RECORDS SUPPLIED:
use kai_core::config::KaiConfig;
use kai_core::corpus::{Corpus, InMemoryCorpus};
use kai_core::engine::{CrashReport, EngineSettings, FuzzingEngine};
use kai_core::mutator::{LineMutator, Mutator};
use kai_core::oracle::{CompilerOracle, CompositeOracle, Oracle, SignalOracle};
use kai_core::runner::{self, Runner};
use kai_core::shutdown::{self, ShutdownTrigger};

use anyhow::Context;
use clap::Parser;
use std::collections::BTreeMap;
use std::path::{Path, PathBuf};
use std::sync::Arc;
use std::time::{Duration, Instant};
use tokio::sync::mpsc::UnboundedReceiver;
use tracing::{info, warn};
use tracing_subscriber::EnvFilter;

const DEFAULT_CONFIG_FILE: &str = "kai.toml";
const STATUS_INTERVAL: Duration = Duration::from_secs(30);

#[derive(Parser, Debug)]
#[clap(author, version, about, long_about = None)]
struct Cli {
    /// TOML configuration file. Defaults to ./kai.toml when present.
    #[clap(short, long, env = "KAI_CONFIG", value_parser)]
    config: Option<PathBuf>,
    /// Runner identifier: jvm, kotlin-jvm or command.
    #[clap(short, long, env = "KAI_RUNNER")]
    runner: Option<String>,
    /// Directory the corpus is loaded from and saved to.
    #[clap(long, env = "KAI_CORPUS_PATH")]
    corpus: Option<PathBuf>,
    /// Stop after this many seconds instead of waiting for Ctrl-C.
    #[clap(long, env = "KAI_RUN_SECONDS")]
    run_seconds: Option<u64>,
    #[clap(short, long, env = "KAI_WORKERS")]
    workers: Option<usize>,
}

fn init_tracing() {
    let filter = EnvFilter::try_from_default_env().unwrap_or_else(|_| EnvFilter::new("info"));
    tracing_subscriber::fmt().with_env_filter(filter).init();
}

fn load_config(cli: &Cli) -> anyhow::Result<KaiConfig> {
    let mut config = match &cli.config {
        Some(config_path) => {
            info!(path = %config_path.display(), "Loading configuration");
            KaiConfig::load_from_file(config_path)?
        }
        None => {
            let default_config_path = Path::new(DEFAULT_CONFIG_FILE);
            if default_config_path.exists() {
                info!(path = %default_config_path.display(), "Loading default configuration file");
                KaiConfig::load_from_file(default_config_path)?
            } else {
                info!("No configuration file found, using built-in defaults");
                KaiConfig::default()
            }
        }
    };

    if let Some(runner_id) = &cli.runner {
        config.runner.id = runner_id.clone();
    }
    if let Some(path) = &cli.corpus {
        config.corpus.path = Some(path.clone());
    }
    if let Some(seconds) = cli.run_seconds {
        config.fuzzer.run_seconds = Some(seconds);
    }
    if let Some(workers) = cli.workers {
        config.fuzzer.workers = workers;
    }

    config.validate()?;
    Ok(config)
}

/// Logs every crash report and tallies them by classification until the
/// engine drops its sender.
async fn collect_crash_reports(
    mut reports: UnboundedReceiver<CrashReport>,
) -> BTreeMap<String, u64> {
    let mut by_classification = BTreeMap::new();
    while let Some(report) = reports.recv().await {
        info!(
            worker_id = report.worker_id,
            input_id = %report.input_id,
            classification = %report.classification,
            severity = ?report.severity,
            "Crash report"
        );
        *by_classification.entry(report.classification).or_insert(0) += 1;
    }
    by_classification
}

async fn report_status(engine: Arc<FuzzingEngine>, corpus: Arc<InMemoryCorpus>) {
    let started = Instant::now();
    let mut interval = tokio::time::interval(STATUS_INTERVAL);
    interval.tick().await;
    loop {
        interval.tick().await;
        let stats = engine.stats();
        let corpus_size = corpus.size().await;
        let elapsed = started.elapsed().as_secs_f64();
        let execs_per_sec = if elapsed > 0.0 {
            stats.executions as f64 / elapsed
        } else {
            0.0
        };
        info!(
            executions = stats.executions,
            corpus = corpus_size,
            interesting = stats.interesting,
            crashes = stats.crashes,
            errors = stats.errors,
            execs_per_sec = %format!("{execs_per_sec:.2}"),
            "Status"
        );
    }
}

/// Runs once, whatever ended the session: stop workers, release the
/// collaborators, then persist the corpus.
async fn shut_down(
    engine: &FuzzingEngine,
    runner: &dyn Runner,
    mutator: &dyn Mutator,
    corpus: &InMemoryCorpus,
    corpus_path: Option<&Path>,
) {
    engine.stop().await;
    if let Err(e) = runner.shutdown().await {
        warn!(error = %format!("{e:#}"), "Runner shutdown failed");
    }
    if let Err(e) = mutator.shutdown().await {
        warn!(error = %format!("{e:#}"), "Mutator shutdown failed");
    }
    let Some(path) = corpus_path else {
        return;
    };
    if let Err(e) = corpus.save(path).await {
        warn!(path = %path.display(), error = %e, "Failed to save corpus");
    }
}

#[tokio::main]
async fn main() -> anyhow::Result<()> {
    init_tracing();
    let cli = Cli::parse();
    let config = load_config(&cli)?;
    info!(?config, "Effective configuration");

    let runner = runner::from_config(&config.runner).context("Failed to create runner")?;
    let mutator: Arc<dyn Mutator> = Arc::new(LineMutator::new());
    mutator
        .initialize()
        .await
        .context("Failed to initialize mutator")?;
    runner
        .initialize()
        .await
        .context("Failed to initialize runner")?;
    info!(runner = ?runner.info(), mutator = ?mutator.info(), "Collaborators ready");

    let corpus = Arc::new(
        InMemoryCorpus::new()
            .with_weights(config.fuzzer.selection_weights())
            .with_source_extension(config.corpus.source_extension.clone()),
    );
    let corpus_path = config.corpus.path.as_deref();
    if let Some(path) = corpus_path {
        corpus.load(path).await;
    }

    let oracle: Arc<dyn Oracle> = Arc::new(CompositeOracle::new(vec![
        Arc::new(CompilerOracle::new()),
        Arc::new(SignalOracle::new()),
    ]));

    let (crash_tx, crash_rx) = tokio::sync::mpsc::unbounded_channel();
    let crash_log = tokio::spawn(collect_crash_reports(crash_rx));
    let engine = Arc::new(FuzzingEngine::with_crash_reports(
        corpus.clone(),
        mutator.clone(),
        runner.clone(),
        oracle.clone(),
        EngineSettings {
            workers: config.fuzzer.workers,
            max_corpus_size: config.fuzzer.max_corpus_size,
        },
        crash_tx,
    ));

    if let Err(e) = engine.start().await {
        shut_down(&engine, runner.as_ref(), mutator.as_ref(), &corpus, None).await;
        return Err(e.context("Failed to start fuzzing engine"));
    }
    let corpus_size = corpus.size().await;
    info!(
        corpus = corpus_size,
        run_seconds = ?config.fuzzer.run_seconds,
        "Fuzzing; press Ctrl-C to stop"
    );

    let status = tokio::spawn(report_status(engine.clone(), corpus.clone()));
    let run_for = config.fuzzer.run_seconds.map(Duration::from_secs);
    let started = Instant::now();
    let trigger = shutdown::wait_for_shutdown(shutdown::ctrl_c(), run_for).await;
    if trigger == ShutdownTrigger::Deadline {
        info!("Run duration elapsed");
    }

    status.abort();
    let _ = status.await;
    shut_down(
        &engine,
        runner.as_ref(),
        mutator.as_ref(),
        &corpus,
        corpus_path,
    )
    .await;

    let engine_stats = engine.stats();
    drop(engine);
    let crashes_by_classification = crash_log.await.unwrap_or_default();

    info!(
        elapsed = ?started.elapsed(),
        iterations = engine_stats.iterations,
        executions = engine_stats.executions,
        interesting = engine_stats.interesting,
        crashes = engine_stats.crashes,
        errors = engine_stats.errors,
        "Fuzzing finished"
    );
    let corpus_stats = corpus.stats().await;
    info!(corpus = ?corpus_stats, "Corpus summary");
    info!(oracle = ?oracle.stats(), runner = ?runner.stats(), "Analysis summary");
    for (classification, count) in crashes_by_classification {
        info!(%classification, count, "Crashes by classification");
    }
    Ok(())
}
==
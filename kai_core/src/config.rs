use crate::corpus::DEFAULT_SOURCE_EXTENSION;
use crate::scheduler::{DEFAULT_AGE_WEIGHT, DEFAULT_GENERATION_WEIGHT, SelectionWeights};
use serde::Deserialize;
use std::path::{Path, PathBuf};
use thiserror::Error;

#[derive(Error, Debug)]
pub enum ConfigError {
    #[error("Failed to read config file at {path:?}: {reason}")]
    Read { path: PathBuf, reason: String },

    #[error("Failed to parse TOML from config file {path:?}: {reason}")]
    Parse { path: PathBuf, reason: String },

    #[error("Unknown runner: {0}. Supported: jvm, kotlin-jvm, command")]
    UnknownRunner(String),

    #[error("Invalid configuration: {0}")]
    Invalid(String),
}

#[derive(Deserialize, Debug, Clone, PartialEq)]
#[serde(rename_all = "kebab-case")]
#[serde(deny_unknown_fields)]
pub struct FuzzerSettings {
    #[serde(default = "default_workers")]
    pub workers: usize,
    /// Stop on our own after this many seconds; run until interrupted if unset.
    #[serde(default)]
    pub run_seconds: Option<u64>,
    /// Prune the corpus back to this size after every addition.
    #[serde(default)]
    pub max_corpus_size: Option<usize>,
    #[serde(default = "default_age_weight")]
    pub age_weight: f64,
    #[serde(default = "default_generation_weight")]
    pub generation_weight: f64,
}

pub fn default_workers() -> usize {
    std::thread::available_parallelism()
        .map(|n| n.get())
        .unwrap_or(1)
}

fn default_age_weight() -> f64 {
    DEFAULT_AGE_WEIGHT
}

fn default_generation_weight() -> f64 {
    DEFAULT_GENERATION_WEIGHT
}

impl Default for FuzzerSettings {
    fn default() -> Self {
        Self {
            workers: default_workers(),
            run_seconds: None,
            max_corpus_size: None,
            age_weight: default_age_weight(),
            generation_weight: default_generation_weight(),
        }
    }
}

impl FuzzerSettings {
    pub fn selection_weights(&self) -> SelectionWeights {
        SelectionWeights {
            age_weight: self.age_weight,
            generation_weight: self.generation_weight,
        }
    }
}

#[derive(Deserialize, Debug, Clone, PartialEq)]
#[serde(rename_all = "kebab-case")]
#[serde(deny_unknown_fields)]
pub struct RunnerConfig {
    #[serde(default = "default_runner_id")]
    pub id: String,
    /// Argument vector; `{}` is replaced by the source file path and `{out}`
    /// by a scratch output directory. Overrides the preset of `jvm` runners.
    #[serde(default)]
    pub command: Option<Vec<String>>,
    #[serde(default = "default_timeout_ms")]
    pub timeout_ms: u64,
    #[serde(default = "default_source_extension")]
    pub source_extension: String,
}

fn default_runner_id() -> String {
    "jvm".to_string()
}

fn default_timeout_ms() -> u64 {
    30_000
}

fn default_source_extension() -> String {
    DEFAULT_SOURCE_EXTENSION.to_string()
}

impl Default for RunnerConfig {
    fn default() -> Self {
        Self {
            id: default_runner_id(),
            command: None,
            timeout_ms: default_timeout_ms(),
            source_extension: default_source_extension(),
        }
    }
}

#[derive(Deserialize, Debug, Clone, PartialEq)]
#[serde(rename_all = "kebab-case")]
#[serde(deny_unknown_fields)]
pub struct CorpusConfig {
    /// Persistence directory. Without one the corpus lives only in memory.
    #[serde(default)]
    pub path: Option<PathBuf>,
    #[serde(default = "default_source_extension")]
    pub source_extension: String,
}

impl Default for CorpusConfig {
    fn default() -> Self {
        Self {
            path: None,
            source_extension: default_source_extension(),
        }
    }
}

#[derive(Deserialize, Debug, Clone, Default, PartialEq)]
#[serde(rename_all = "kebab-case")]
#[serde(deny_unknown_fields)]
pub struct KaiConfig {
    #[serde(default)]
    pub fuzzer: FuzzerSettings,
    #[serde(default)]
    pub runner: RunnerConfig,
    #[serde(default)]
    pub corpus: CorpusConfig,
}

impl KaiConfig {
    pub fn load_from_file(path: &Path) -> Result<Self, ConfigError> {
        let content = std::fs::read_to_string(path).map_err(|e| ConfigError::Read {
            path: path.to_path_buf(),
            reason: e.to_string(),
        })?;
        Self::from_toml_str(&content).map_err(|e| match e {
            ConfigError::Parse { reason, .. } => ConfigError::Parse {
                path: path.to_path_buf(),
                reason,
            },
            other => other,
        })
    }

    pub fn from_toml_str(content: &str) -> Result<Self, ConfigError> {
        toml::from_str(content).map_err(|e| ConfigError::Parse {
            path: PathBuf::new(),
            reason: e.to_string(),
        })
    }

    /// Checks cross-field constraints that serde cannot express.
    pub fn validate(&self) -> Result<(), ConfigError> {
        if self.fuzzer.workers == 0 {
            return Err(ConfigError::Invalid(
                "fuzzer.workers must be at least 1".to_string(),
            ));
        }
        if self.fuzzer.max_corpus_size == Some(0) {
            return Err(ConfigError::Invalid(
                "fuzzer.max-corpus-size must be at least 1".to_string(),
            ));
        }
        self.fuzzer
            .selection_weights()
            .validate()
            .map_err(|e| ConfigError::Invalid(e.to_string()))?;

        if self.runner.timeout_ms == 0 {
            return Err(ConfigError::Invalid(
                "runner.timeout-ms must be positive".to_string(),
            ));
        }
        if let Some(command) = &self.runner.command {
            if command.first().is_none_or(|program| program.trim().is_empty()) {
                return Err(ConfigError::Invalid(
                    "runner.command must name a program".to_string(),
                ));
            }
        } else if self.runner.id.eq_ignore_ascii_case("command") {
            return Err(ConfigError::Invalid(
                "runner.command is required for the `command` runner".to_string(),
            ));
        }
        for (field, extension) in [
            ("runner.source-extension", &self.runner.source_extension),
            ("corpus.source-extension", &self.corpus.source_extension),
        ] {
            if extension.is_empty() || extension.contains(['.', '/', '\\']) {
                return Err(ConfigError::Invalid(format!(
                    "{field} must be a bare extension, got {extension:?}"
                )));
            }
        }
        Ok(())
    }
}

WHAT YOU WILL DO:
Taking the entries above, restate exactly those lines that fall between the line with "use kai_core::config::KaiConfig;" and the line with "use tokio::sync::mpsc::UnboundedReceiver;", keeping both of those lines too.

RESPONSE TO THE EXERCISE:
use kai_core::config::KaiConfig;
use kai_core::corpus::{Corpus, InMemoryCorpus};
use kai_core::engine::{CrashReport, EngineSettings, FuzzingEngine};
use kai_core::mutator::{LineMutator, Mutator};
use kai_core::oracle::{CompilerOracle, CompositeOracle, Oracle, SignalOracle};
use kai_core::runner::{self, Runner};
use kai_core::shutdown::{self, ShutdownTrigger};

use anyhow::Context;
use clap::Parser;
use std::collections::BTreeMap;
use std::path::{Path, PathBuf};
use std::sync::Arc;
use std::time::{Duration, Instant};
use tokio::sync::mpsc::UnboundedReceiver;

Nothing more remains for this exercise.